Our team is funded to perform multidisciplinary research focusing on developing deep learning technology to develop the novel diagnosis methods and implants for spine disorders.
mskalign: AI-Powered Spine Analysis and Management Platform
We have developed an AI-powered mobile app that enables spine deformity screening, non-surgical management for adolescent idiopathic scoliosis (AIS), and follow-up monitoring. With an auto-detection and spine pathology prediction AI engine, patients can have real-time feedback on their spine conditions using this app. Further, we provide personalized musculoskeletal training plans for users with AIS while allowing clinicians to track their compliance during follow-up. Mobile applications (AlignPro and AlignProCARE) are available at App Store and Google Play, free for downloading.
3D Quantitative Analysis & Surgical Planning
We have developed an AI-driven pipeline for the quantitative analysis of the spine. We have established an unsupervised deep learning framework called MRI-SegFlow for the segmentation of multiple spinal tissues in spinal MRI, which achieved comparable performance with the state-of-art supervised methods and without relying on any manually masked ground truth.
Medical Image Registration and Navigation
In this project, we aim to investigate and develop novel image registration techniques for medical imaging analysis. We explore different registration methods, including intensity-based, feature-based, and learning-based, and evaluate their performance on various medical imaging modalities, such as CT, MR, optical imagery etc.
The outcomes of this project will have significant implications for the clinical use of medical imaging technologies. The developed image registration algorithms can be used to improve the accuracy and efficiency of clinical decision-making and treatment planning, leading to better patient outcomes.
Privacy-preserving and Efficient Distributed Deep Learning in Healthcare
The project aims to enable secure collaboration and deep learning among healthcare institutions while protecting patient privacy. By implementing advanced protocols like homomorphic encryption, the project ensures that individual patient information remains confidential in the local medical instituions. Additionally, the project aims to optimize the training process, reduce computational resources and communication overhead, and improve scalability to enhance the efficiency of model deve-lopment in healthcare. Ultimately, the project seeks to balance the need for data-driven medical advancements with the imperative to maintain strict privacy standards.
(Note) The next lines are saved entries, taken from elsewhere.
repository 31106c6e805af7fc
use invoice_extractor::application::ports::{TextExtractionError, TextExtractor};
use invoice_extractor::infrastructure::text_processing::MockTextExtractor;

#[tokio::test]
async fn given_protected_document_without_password_when_extracting_then_password_required() {
    let extractor = MockTextExtractor::single_page("Fatura").with_password("s3cret");

    let result = extractor.extract_text(b"%PDF", None).await;

    assert_eq!(result, Err(TextExtractionError::PasswordRequired));
}

#[tokio::test]
async fn given_wrong_password_when_extracting_then_password_incorrect() {
    let extractor = MockTextExtractor::single_page("Fatura").with_password("s3cret");

    let result = extractor.extract_text(b"%PDF", Some("guess")).await;

    assert_eq!(result, Err(TextExtractionError::PasswordIncorrect));
}

#[tokio::test]
async fn given_pages_when_extracting_then_numbered_from_one() {
    let extractor = MockTextExtractor::new(vec!["one".to_string(), "two".to_string()]);

    let document = extractor.extract_text(b"%PDF", None).await.unwrap();

    assert_eq!(document.pages[0].number, 1);
    assert_eq!(document.pages[1].number, 2);
    assert_eq!(document.pages[1].text, "two");
}
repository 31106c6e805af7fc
pub mod application;
pub mod domain;
pub mod infrastructure;
pub mod presentation;
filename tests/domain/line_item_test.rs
use invoice_extractor::domain::{
    DEFAULT_CURRENCY, DocumentHeader, ExtractionResult, LineItem,
};

#[test]
fn given_new_item_when_created_then_defaults_apply() {
    let item = LineItem::new("ARROZ 5KG", 2.0, 21.9, 43.8);

    assert_eq!(item.currency, DEFAULT_CURRENCY);
    assert_eq!(item.discount, 0.0);
    assert!(item.issuer.is_none());
}

#[test]
fn given_items_without_confidence_when_averaging_then_they_count_as_confident() {
    let mut scored = LineItem::new("A", 1.0, 1.0, 1.0);
    scored.confidence = Some(0.5);
    let result = ExtractionResult::new(
        DocumentHeader::default(),
        vec![scored, LineItem::new("B", 1.0, 1.0, 1.0)],
    );

    assert!((result.average_confidence() - 0.75).abs() < f64::EPSILON);
}

#[test]
fn given_no_items_when_averaging_then_fully_confident() {
    assert_eq!(ExtractionResult::default().average_confidence(), 1.0);
}

#[test]
fn given_issuer_when_labelling_then_every_item_carries_it() {
    let mut result = ExtractionResult::new(
        DocumentHeader::default(),
        vec![
            LineItem::new("A", 1.0, 1.0, 1.0),
            LineItem::new("B", 1.0, 2.0, 2.0),
        ],
    );

    result.label_issuer("Nubank");

    assert!(
        result
            .items
            .iter()
            .all(|item| item.issuer.as_deref() == Some("Nubank"))
    );
}
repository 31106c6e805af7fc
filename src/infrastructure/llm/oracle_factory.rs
use std::sync::Arc;
use std::time::Duration;

use crate::application::ports::{ExtractionOracle, OracleError, OracleResolver};
use crate::domain::OracleBackend;
use crate::presentation::config::LlmSettings;

use super::{OllamaClient, OpenAiClient};

pub const OFFLINE_PROVIDER: &str = "offline";
pub const ONLINE_PROVIDER: &str = "online";

/// Resolves `offline` to the local Ollama backend and `online` to the hosted
/// OpenAI backend. Clients are built lazily so a missing API key only fails
/// jobs that ask for the hosted backend.
pub struct OracleFactory {
    settings: LlmSettings,
}

impl OracleFactory {
    pub fn new(settings: LlmSettings) -> Self {
        Self { settings }
    }

    fn timeout(&self) -> Duration {
        Duration::from_secs(self.settings.request_timeout_secs)
    }
}

impl OracleResolver for OracleFactory {
    fn backend(&self, provider: &str) -> OracleBackend {
        match provider {
            OFFLINE_PROVIDER => OracleBackend::new(provider, self.settings.ollama_model.as_str()),
            ONLINE_PROVIDER => OracleBackend::new(provider, self.settings.openai_model.as_str()),
            other => OracleBackend::new(other, ""),
        }
    }

    fn resolve(&self, provider: &str) -> Result<Arc<dyn ExtractionOracle>, OracleError> {
        match provider {
            OFFLINE_PROVIDER => Ok(Arc::new(OllamaClient::new(
                self.settings.ollama_base_url.clone(),
                self.settings.ollama_model.clone(),
                self.timeout(),
            )?)),
            ONLINE_PROVIDER => Ok(Arc::new(OpenAiClient::new(
                self.settings.openai_base_url.clone(),
                self.settings.openai_api_key.clone().unwrap_or_default(),
                self.settings.openai_model.clone(),
                self.timeout(),
            )?)),
            other => Err(OracleError::Misconfigured(format!(
                "unknown oracle provider: {other}"
            ))),
        }
    }
}
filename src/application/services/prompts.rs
//! Prompt construction for every oracle call the pipeline makes.

use crate::domain::ExtractionBatch;

pub const ISSUER_SYSTEM_PROMPT: &str =
    "You are a financial document issuer identification system. Return only valid JSON.";
pub const HEADER_SYSTEM_PROMPT: &str =
    "You are a receipt header extraction system. Return only valid JSON.";
pub const SKELETON_SYSTEM_PROMPT: &str =
    "You are a text segmentation system. Return only valid JSON.";
pub const BATCH_SYSTEM_PROMPT: &str =
    "You are a line item extraction system. Return only valid JSON.";
pub const DIRECT_SYSTEM_PROMPT: &str =
    "You are a financial data extraction system. Return only valid JSON.";

pub const ITEM_BEGIN: &str = "<<<ITEM";
pub const ITEM_END: &str = "<<<END ITEM";

const ITEM_SCHEMA: &str = r#"{"description": string, "code": string|null, "quantity": number, "unit_price": number, "total": number, "discount": number, "date": string|null, "installment": string|null, "currency": string, "page": number|null, "confidence": number}"#;

pub fn issuer_prompt(first_page: &str) -> String {
    format!(
        "Identify the bank, card issuer or merchant that issued this document.\n\
         Answer as {{\"name\": string, \"confidence\": number between 0 and 1}}.\n\n\
         Document:\n{first_page}"
    )
}

pub fn header_prompt(text: &str) -> String {
    format!(
        "Extract the document header fields.\n\
         Answer as {{\"merchant_name\": string|null, \"tax_id\": string|null, \"address\": string|null, \
         \"access_key\": string|null, \"issue_date\": string|null}}.\n\n\
         Document:\n{text}"
    )
}

pub fn skeleton_prompt(text: &str) -> String {
    format!(
        "Split the document into its line items. For every item, in document order, copy the \
         exact text that starts it and the exact text that ends it.\n\
         Answer as {{\"items\": [{{\"sequence\": number, \"start_anchor\": string, \"end_anchor\": string}}]}}.\n\n\
         Document:\n{text}"
    )
}

pub fn batch_prompt(batch: &ExtractionBatch, reference: Option<&str>) -> String {
    let mut prompt = format!(
        "Each block between {ITEM_BEGIN} n>>> and {ITEM_END} n>>> describes exactly one line item.\n\
         Return {{\"items\": [...]}} with exactly {} objects, one per block, in block order, \
         each shaped as {ITEM_SCHEMA}.\n",
        batch.expected_count()
    );
    append_reference(&mut prompt, reference);
    prompt.push('\n');
    prompt.push_str(&render_blocks(batch));
    prompt
}

pub fn direct_prompt(text: &str, reference: Option<&str>) -> String {
    let mut prompt = format!(
        "Extract every line item of the document.\n\
         Answer as {{\"merchant_name\": string|null, \"tax_id\": string|null, \"address\": string|null, \
         \"access_key\": string|null, \"issue_date\": string|null, \"items\": [{ITEM_SCHEMA}]}}.\n"
    );
    append_reference(&mut prompt, reference);
    prompt.push_str("\nDocument:\n");
    prompt.push_str(text);
    prompt
}

/// Serializes blocks with explicit numbered delimiters.
pub fn render_blocks(batch: &ExtractionBatch) -> String {
    batch
        .blocks
        .iter()
        .enumerate()
        .map(|(i, block)| {
            let n = i + 1;
            format!("{ITEM_BEGIN} {n}>>>\n{block}\n{ITEM_END} {n}>>>")
        })
        .collect::<Vec<_>>()
        .join("\n")
}

fn append_reference(prompt: &mut String, reference: Option<&str>) {
    if let Some(reference) = reference.filter(|r| !r.trim().is_empty()) {
        prompt.push_str("\nIssuer reference:\n");
        prompt.push_str(reference);
        prompt.push('\n');
    }
}
use std::collections::HashMap;
use std::sync::{Mutex, MutexGuard, PoisonError};

use async_trait::async_trait;

use crate::application::ports::{ExtractionDocument, ExtractionStore, RepositoryError};
use crate::domain::ContentHash;

/// Process-local store used when no database is configured, and in tests.
#[derive(Default)]
pub struct InMemoryExtractionStore {
    documents: Mutex<HashMap<ContentHash, ExtractionDocument>>,
    unavailable: bool,
}

impl InMemoryExtractionStore {
    pub fn new() -> Self {
        Self::default()
    }

    /// A store whose every call fails, for exercising non-fatal persistence.
    pub fn unavailable() -> Self {
        Self {
            documents: Mutex::default(),
            unavailable: true,
        }
    }

    pub fn len(&self) -> usize {
        self.lock().len()
    }

    pub fn is_empty(&self) -> bool {
        self.lock().is_empty()
    }

    pub fn documents(&self) -> Vec<ExtractionDocument> {
        self.lock().values().cloned().collect()
    }

    fn check_available(&self) -> Result<(), RepositoryError> {
        if self.unavailable {
            return Err(RepositoryError::ConnectionFailed(
                "store unavailable".to_string(),
            ));
        }
        Ok(())
    }

    fn lock(&self) -> MutexGuard<'_, HashMap<ContentHash, ExtractionDocument>> {
        self.documents.lock().unwrap_or_else(PoisonError::into_inner)
    }
}

#[async_trait]
impl ExtractionStore for InMemoryExtractionStore {
    async fn exists_by_hash(&self, hash: &ContentHash) -> Result<bool, RepositoryError> {
        self.check_available()?;
        Ok(self.lock().contains_key(hash))
    }

    async fn insert(&self, document: &ExtractionDocument) -> Result<(), RepositoryError> {
        self.check_available()?;
        self.lock()
            .entry(document.content_hash.clone())
            .or_insert_with(|| document.clone());
        Ok(())
    }
}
Multi-View Mark-Less Surgical Navigation System
Advancements in spinal surgery have been made with the use of screw-based fixation devices. To enhance the precision of interventions such as screw insertion, we would propose a multi-view mark-less surgical navigation system. This system provides real-time tracking of surgical instruments and accurate registration of preoperative CT images. The benefits include improved accuracy, reduced invasiveness, decreased radiation exposure, and potentially more effective procedures.
Wukong: Light-based Disease Analysis and Follow-up
Conventional body appearance analysis lack of quantitative appearance measurements and the conventional X-ray diagnosis for spine deformities involves in radiation exposure. We use depth sensing and AI technologies for accurate body geometry detections and spine curvature generations at our Body and Motion Analysis Laboratory, which is radiation free, portable, and fast with consistent results.
Diseases Classifications and Progress Predictions
Our team has established a large dataset with follow-up spine MRIs and clinical labels. And based on the dataset, several deep learning based methods have been developed for automated disease detection and pathology progression prediction, which can significantly improve clinical efficiency and help radiologists to produce more consistent and objective diagnoses.
Orthopaedic Biomechanics and Implant Design
We have demonstrated that trabecular microarchitecture (TraMicroArcht) can vary the apparent modulus (E), yield strength of trabecular bone accurately. Micro-finite element analysis can quantify the effects of TraMicroArcht on mechanical properties. MicroCT images can be converted directly into digital models via our in-house developed new system and simulate virtual loading effects. Our new system can also have significant application in fast implant design and optimization.
Machine-learning Modeling & Magnetic Monitoring for Scoliosis Correction (M4Sc)
M4Sc uses AI technology and intelligent theater to reduce risks and complications while improving treatment success and patient survival. The project benefits include increasing surgical planning efficiency, providing real-time risk warnings, and reducing radiation exposure and patient discomfort. It also offers accessible and frequent tracking of corrections and low-cost equipment without compromising accuracy. The project aims to improve patients’ quality of life and reduce the impact of scoliosis on their health.